(Source records)
* * *

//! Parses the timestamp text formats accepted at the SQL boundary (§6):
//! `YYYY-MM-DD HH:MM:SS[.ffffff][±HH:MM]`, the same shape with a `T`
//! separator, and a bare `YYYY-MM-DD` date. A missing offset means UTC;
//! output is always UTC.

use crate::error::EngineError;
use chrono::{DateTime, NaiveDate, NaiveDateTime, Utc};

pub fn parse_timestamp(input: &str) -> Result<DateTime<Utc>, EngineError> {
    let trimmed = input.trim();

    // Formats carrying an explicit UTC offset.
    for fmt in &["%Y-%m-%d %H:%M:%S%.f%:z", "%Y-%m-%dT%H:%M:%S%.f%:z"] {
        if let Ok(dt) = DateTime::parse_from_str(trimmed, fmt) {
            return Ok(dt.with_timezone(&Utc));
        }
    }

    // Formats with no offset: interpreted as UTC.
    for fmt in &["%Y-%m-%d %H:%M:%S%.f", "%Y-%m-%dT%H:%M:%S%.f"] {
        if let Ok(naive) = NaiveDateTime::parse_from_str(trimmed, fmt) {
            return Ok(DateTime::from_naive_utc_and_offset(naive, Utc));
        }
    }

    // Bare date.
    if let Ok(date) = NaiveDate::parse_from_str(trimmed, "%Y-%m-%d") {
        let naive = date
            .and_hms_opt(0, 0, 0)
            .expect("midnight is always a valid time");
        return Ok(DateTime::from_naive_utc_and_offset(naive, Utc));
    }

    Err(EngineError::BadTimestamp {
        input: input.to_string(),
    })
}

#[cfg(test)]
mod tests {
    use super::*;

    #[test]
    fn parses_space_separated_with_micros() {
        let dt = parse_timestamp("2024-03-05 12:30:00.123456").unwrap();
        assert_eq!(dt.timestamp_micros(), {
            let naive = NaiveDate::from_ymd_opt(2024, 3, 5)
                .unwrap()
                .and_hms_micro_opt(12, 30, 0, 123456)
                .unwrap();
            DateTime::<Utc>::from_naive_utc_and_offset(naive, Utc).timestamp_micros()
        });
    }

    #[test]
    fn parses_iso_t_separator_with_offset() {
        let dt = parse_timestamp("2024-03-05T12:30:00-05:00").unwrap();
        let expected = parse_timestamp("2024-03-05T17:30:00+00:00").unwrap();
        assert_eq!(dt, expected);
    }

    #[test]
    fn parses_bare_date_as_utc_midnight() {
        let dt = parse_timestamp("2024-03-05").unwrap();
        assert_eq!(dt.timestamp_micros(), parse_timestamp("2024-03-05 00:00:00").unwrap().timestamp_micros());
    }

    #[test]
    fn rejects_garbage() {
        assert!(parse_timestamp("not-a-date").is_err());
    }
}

* * *

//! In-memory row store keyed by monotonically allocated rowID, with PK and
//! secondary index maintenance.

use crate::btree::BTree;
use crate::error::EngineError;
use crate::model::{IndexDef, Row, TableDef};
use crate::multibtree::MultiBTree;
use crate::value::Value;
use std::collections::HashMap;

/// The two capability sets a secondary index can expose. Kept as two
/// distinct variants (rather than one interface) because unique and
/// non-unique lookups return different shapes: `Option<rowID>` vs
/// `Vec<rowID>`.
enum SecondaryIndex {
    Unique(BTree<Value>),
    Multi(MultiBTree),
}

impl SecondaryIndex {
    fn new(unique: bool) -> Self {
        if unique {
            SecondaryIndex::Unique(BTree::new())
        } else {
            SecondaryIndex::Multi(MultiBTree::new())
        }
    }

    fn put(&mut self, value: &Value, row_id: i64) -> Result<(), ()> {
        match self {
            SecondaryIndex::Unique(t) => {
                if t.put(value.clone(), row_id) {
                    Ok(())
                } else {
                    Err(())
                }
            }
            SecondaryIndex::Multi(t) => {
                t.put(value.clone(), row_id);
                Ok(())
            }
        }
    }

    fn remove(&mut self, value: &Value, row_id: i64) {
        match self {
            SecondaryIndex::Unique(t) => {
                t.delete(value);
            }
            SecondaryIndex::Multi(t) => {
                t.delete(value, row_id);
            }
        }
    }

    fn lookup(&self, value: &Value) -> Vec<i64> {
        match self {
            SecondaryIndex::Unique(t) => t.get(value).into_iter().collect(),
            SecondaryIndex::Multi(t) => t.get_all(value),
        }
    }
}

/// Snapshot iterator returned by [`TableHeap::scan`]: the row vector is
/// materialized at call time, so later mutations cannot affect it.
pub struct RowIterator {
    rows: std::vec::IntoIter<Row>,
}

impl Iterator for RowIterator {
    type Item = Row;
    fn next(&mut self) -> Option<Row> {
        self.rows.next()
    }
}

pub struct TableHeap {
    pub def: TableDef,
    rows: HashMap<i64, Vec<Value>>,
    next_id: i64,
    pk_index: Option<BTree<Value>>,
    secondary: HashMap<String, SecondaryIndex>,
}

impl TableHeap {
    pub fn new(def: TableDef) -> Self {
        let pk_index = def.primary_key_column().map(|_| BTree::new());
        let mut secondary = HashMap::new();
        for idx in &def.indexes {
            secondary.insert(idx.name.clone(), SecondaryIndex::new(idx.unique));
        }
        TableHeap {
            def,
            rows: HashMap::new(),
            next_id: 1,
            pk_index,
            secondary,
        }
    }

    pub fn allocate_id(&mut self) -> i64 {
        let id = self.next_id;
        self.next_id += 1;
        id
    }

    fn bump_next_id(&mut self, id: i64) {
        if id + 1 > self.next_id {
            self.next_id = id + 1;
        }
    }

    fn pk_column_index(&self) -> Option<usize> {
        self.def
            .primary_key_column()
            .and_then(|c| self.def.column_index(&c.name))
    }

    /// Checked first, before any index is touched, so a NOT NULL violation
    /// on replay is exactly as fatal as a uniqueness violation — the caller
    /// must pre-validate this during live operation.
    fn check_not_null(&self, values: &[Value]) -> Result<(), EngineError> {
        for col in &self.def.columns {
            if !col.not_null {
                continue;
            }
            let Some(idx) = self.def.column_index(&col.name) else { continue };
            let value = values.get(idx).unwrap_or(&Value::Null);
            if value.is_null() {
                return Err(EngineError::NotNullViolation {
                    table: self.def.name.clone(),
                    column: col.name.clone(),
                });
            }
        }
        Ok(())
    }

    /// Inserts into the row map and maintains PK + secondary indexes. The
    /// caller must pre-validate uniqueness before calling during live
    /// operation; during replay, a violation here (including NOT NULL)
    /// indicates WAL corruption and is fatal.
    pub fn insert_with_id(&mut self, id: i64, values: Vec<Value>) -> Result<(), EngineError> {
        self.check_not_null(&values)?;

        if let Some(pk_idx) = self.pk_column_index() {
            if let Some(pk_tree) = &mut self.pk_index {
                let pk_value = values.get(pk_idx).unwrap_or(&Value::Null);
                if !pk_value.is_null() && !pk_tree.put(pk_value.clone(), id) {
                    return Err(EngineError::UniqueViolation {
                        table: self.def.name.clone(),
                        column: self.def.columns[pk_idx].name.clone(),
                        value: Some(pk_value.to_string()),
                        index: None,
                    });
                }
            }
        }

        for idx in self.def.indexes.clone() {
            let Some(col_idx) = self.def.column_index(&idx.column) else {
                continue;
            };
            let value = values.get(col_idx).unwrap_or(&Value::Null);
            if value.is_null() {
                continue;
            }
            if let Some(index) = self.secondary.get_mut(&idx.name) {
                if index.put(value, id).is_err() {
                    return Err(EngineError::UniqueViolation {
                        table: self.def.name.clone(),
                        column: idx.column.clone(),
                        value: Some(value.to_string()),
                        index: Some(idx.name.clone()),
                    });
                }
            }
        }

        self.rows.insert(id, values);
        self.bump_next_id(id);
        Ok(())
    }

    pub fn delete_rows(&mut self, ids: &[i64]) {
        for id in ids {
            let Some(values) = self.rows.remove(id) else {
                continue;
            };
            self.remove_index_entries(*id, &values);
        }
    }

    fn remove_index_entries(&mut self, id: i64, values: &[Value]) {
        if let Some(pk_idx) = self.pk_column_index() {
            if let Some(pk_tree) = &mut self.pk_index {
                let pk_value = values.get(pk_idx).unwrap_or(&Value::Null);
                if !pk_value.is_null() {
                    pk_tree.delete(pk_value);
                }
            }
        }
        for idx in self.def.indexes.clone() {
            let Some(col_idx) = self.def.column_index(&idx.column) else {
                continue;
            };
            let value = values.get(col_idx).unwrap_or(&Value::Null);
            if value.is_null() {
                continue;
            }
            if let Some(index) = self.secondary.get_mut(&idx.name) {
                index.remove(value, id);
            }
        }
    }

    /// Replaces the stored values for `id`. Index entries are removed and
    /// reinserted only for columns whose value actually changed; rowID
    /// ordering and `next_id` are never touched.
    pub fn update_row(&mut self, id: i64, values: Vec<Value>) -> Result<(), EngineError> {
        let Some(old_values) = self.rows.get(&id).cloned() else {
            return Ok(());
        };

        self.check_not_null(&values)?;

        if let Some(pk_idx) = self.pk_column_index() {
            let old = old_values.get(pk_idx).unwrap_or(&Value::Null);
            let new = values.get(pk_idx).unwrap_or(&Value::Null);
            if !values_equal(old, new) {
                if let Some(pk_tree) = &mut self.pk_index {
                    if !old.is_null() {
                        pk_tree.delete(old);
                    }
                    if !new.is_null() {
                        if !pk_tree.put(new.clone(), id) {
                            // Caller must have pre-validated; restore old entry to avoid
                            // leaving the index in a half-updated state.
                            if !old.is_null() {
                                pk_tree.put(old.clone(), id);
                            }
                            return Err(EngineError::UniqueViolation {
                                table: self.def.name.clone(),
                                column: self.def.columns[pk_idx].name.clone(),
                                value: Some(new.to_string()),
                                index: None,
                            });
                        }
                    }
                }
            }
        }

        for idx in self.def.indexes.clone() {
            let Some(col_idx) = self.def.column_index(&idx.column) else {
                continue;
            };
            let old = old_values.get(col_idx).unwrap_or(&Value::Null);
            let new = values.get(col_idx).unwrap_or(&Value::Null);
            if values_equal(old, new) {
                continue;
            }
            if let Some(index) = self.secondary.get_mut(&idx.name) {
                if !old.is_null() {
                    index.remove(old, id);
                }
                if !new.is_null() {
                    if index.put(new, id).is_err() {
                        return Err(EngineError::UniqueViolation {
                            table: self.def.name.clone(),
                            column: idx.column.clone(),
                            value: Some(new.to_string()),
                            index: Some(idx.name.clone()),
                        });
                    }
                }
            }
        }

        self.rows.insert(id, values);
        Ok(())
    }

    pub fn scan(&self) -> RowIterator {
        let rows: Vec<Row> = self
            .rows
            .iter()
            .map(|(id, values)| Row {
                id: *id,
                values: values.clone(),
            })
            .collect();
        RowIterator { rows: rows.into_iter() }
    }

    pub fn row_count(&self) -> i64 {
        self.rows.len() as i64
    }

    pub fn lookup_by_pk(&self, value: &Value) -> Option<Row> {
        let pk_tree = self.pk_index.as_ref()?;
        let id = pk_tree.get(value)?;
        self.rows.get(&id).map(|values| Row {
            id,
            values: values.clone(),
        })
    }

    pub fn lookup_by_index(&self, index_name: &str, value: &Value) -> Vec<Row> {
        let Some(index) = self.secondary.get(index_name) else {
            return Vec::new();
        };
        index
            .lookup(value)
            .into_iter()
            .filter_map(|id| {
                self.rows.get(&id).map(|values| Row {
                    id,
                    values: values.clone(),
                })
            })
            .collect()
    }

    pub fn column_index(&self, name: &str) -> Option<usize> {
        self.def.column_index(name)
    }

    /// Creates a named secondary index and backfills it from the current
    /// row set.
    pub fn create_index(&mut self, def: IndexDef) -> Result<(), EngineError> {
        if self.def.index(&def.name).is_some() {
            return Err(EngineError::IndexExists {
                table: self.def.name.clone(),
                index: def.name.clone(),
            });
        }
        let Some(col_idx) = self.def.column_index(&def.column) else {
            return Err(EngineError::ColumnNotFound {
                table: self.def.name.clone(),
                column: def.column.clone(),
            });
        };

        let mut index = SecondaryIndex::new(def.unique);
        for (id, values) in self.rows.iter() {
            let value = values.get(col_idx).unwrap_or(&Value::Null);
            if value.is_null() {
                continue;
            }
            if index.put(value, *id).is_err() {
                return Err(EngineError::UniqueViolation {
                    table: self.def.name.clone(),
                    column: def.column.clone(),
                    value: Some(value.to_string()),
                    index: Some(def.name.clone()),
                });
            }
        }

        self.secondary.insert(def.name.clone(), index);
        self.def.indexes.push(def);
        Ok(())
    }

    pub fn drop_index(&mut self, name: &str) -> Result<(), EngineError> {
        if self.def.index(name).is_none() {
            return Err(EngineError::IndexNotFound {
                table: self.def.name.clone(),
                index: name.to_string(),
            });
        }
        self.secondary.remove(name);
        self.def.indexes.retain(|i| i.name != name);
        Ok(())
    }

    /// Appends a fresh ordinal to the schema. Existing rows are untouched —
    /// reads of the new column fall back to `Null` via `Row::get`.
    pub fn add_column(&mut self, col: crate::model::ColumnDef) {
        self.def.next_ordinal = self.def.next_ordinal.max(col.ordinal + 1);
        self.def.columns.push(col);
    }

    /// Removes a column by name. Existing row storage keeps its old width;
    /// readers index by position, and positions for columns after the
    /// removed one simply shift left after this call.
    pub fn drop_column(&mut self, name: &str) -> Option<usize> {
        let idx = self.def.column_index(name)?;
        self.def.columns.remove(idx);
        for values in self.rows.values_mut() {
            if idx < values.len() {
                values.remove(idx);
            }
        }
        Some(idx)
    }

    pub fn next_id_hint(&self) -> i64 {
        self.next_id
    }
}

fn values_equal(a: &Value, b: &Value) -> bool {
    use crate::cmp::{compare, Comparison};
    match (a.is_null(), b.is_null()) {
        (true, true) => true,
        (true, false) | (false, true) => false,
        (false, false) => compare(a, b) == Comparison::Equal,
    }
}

* * *

● Exercise objective:
Please give again the lines above between the line holding "pub fn allocate_id(&mut" and the line holding "fn pk_column_index(&self) ->", inclusive, exactly as they are and with nothing added.

● Your response:
    pub fn allocate_id(&mut self) -> i64 {
        let id = self.next_id;
        self.next_id += 1;
        id
    }

    fn bump_next_id(&mut self, id: i64) {
        if id + 1 > self.next_id {
            self.next_id = id + 1;
        }
    }

    fn pk_column_index(&self) -> Option<usize> {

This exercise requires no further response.